Out of the records below, copy all lines in which the word "QueryPlan" occurs.

··· Source material ···

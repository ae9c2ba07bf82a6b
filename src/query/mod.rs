//! Query classification.
//!
//! [`classify`] turns a question and the entities already extracted from it
//! into a [`QueryPlan`]: which [`QueryType`] it is, what shape the answer
//! takes, and which steps and data sources answering it needs. Pure and
//! synchronous; no I/O.
//!
//! Classification is a precedence table, first match wins:
//!
//! | # | condition                                   | type                 |
//! |---|---------------------------------------------|----------------------|
//! | 1 | two or more players and a comparison marker | `PlayerComparison`   |
//! | 2 | no player, a ranking marker and a metric    | `LeagueLeaders`      |
//! | 3 | one player and several metrics              | `MultiStatPlayer`    |
//! | 4 | one player and one metric                   | `SinglePlayerStat`   |
//! | 5 | a position filter and no player             | `PositionFiltered`   |
//! | 6 | a threshold phrase                          | `Threshold`          |
//! | 7 | two or more teams and no player             | `TeamComparison`     |
//!
//! After the table, two or more players fall back to `PlayerComparison` and
//! a lone player with no metric to `SinglePlayerStat`. Anything else is
//! [`StatlineError::Unclassifiable`].

pub mod markers;

pub use markers::{Comparator, Markers, SortOrder, Threshold};

use serde::{Deserialize, Serialize};

use crate::types::canonical_metric;
use crate::{Result, StatlineError};

/// Canonical query types.
#[derive(Debug, Clone, Copy, PartialEq, Eq, Hash, Serialize, Deserialize)]
#[serde(rename_all = "snake_case")]
pub enum QueryType {
    SinglePlayerStat,
    MultiStatPlayer,
    PlayerComparison,
    LeagueLeaders,
    TeamComparison,
    PositionFiltered,
    Threshold,
}

impl QueryType {
    pub fn as_str(&self) -> &'static str {
        match self {
            QueryType::SinglePlayerStat => "single_player_stat",
            QueryType::MultiStatPlayer => "multi_stat_player",
            QueryType::PlayerComparison => "player_comparison",
            QueryType::LeagueLeaders => "league_leaders",
            QueryType::TeamComparison => "team_comparison",
            QueryType::PositionFiltered => "position_filtered",
            QueryType::Threshold => "threshold",
        }
    }

    pub fn response_shape(&self) -> ResponseShape {
        match self {
            QueryType::SinglePlayerStat => ResponseShape::Simple,
            QueryType::MultiStatPlayer => ResponseShape::Detailed,
            QueryType::PlayerComparison | QueryType::TeamComparison => {
                ResponseShape::ComparisonTable
            }
            QueryType::LeagueLeaders | QueryType::PositionFiltered | QueryType::Threshold => {
                ResponseShape::Ranking
            }
        }
    }

    /// Whether answering needs a ranking over many players.
    pub fn is_ranking(&self) -> bool {
        self.response_shape() == ResponseShape::Ranking
    }

    pub fn data_sources(&self) -> Vec<DataSource> {
        match self {
            QueryType::SinglePlayerStat | QueryType::MultiStatPlayer => {
                vec![DataSource::PlayerStats]
            }
            QueryType::PlayerComparison => {
                vec![DataSource::PlayerStats, DataSource::MultiplePlayerStats]
            }
            QueryType::TeamComparison => vec![DataSource::TeamStats, DataSource::MultipleTeamStats],
            QueryType::LeagueLeaders | QueryType::Threshold => {
                vec![DataSource::LeagueStats, DataSource::AllPlayersStats]
            }
            QueryType::PositionFiltered => {
                vec![DataSource::LeagueStats, DataSource::PlayersByPosition]
            }
        }
    }
}

impl std::fmt::Display for QueryType {
    fn fmt(&self, f: &mut std::fmt::Formatter<'_>) -> std::fmt::Result {
        f.write_str(self.as_str())
    }
}

/// How the answer should be laid out.
#[derive(Debug, Clone, Copy, PartialEq, Eq, Serialize, Deserialize)]
#[serde(rename_all = "snake_case")]
pub enum ResponseShape {
    Simple,
    Detailed,
    ComparisonTable,
    Ranking,
}

/// One step of answering a query, in execution order.
#[derive(Debug, Clone, Copy, PartialEq, Eq, Serialize, Deserialize)]
#[serde(rename_all = "snake_case")]
pub enum ProcessingStep {
    ResolvePlayer,
    ResolveAllPlayers,
    ResolveTeams,
    FetchPlayerStats,
    FetchAllPlayerStats,
    FetchTeamStats,
    FetchLeagueStats,
    ExtractMetrics,
    CompareMetrics,
    FilterByPosition,
    RankByMetric,
    FilterByThreshold,
}

/// Data a query draws on.
#[derive(Debug, Clone, Copy, PartialEq, Eq, Serialize, Deserialize)]
#[serde(rename_all = "snake_case")]
pub enum DataSource {
    PlayerStats,
    MultiplePlayerStats,
    TeamStats,
    MultipleTeamStats,
    LeagueStats,
    AllPlayersStats,
    PlayersByPosition,
}

/// Entities already extracted from a question.
///
/// Marker flags and filters set here are combined with what the question
/// text itself reveals.
#[derive(Debug, Clone, Default, PartialEq, Serialize, Deserialize)]
#[serde(default)]
pub struct QueryEntities {
    pub players: Vec<String>,
    pub teams: Vec<String>,
    pub metrics: Vec<String>,
    pub positions: Vec<String>,
    pub season: Option<String>,
    pub has_comparison_marker: bool,
    pub has_ranking_marker: bool,
    /// Overrides the direction read from the question text.
    pub order: Option<SortOrder>,
    pub threshold: Option<Threshold>,
    pub limit: Option<usize>,
}

impl QueryEntities {
    pub fn new() -> Self {
        Self::default()
    }

    pub fn player(mut self, name: impl Into<String>) -> Self {
        self.players.push(name.into());
        self
    }

    pub fn team(mut self, team: impl Into<String>) -> Self {
        self.teams.push(team.into());
        self
    }

    pub fn metric(mut self, metric: impl Into<String>) -> Self {
        self.metrics.push(metric.into());
        self
    }

    pub fn position(mut self, position: impl Into<String>) -> Self {
        self.positions.push(position.into());
        self
    }

    pub fn season(mut self, season: impl Into<String>) -> Self {
        self.season = Some(season.into());
        self
    }

    pub fn comparison(mut self) -> Self {
        self.has_comparison_marker = true;
        self
    }

    pub fn ranking(mut self) -> Self {
        self.has_ranking_marker = true;
        self
    }

    pub fn order(mut self, order: SortOrder) -> Self {
        self.order = Some(order);
        self
    }

    pub fn threshold(mut self, threshold: Threshold) -> Self {
        self.threshold = Some(threshold);
        self
    }

    pub fn limit(mut self, limit: usize) -> Self {
        self.limit = Some(limit);
        self
    }
}

/// Filters narrowing a ranking.
#[derive(Debug, Clone, Default, PartialEq, Serialize, Deserialize)]
pub struct QueryFilters {
    /// Position abbreviations, upper-cased.
    pub positions: Vec<String>,
    pub threshold: Option<Threshold>,
    pub season: Option<String>,
    pub limit: Option<usize>,
    #[serde(default)]
    pub order: SortOrder,
}

/// Execution plan for one question. Stateless and disposable.
#[derive(Debug, Clone, PartialEq, Serialize, Deserialize)]
pub struct QueryPlan {
    pub query_type: QueryType,
    pub response_shape: ResponseShape,
    pub processing_steps: Vec<ProcessingStep>,
    pub data_sources: Vec<DataSource>,
    pub players: Vec<String>,
    pub teams: Vec<String>,
    /// Canonical metric names.
    pub metrics: Vec<String>,
    pub filters: QueryFilters,
}

/// Classify `question` given the entities extracted from it.
pub fn classify(question: &str, entities: &QueryEntities) -> Result<QueryPlan> {
    let found = markers::scan(question);

    let players: Vec<String> = entities
        .players
        .iter()
        .map(|p| p.trim().to_string())
        .filter(|p| !p.is_empty())
        .collect();
    let teams: Vec<String> = entities
        .teams
        .iter()
        .map(|t| t.trim().to_string())
        .filter(|t| !t.is_empty())
        .collect();
    let mut metrics: Vec<String> = Vec::new();
    for metric in entities.metrics.iter().map(|m| canonical_metric(m)) {
        if !metric.is_empty() && !metrics.contains(&metric) {
            metrics.push(metric);
        }
    }
    let mut positions: Vec<String> = Vec::new();
    for position in entities
        .positions
        .iter()
        .chain(&found.positions)
        .map(|p| p.trim().to_uppercase())
    {
        if !position.is_empty() && !positions.contains(&position) {
            positions.push(position);
        }
    }

    let comparison = entities.has_comparison_marker || found.comparison;
    let ranking = entities.has_ranking_marker || found.ranking;
    let threshold = entities.threshold.or(found.threshold);

    let query_type = match (players.len(), metrics.len()) {
        (n, _) if n >= 2 && comparison => QueryType::PlayerComparison,
        (0, m) if ranking && m > 0 => QueryType::LeagueLeaders,
        (1, m) if m > 1 => QueryType::MultiStatPlayer,
        (1, 1) => QueryType::SinglePlayerStat,
        (0, _) if !positions.is_empty() => QueryType::PositionFiltered,
        _ if threshold.is_some() => QueryType::Threshold,
        (0, _) if teams.len() >= 2 => QueryType::TeamComparison,
        (n, _) if n >= 2 => QueryType::PlayerComparison,
        (1, 0) => QueryType::SinglePlayerStat,
        _ => {
            return Err(StatlineError::Unclassifiable(question.trim().to_string()));
        }
    };

    let filters = QueryFilters {
        positions,
        threshold,
        season: entities.season.clone().or(found.season),
        limit: entities.limit.or(found.limit),
        order: entities.order.unwrap_or(found.order),
    };

    Ok(QueryPlan {
        query_type,
        response_shape: query_type.response_shape(),
        processing_steps: processing_steps(query_type, &filters),
        data_sources: query_type.data_sources(),
        players,
        teams,
        metrics,
        filters,
    })
}

fn processing_steps(query_type: QueryType, filters: &QueryFilters) -> Vec<ProcessingStep> {
    use ProcessingStep::*;

    match query_type {
        QueryType::SinglePlayerStat | QueryType::MultiStatPlayer => {
            vec![ResolvePlayer, FetchPlayerStats, ExtractMetrics]
        }
        QueryType::PlayerComparison => vec![
            ResolveAllPlayers,
            FetchAllPlayerStats,
            ExtractMetrics,
            CompareMetrics,
        ],
        QueryType::TeamComparison => vec![ResolveTeams, FetchTeamStats, CompareMetrics],
        QueryType::LeagueLeaders | QueryType::PositionFiltered | QueryType::Threshold => {
            let mut steps = vec![FetchLeagueStats];
            if !filters.positions.is_empty() {
                steps.push(FilterByPosition);
            }
            steps.push(RankByMetric);
            if filters.threshold.is_some() {
                steps.push(FilterByThreshold);
            }
            steps
        }
    }
}

#[cfg(test)]
mod tests {
    use super::*;

    #[test]
    fn steps_follow_filters() {
        let plan = classify(
            "Which linebackers have 10+ sacks?",
            &QueryEntities::new().metric("sacks"),
        )
        .unwrap();
        assert_eq!(plan.query_type, QueryType::PositionFiltered);
        assert_eq!(
            plan.processing_steps,
            vec![
                ProcessingStep::FetchLeagueStats,
                ProcessingStep::FilterByPosition,
                ProcessingStep::RankByMetric,
                ProcessingStep::FilterByThreshold,
            ]
        );
        assert_eq!(plan.data_sources, vec![DataSource::LeagueStats, DataSource::PlayersByPosition]);
    }

    #[test]
    fn metrics_are_canonical_and_deduplicated() {
        let plan = classify(
            "Micah Parsons sacks",
            &QueryEntities::new()
                .player("Micah Parsons")
                .metric("Sacks")
                .metric("sacks"),
        )
        .unwrap();
        assert_eq!(plan.query_type, QueryType::SinglePlayerStat);
        assert_eq!(plan.metrics, vec!["sacks"]);
        assert_eq!(plan.response_shape, ResponseShape::Simple);
    }

    #[test]
    fn empty_question_is_unclassifiable() {
        let err = classify("hello there", &QueryEntities::new()).unwrap_err();
        assert!(matches!(err, StatlineError::Unclassifiable(_)));
    }
}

···

» Your solution:
//! into a [`QueryPlan`]: which [`QueryType`] it is, what shape the answer
pub struct QueryPlan {
pub fn classify(question: &str, entities: &QueryEntities) -> Result<QueryPlan> {
    Ok(QueryPlan {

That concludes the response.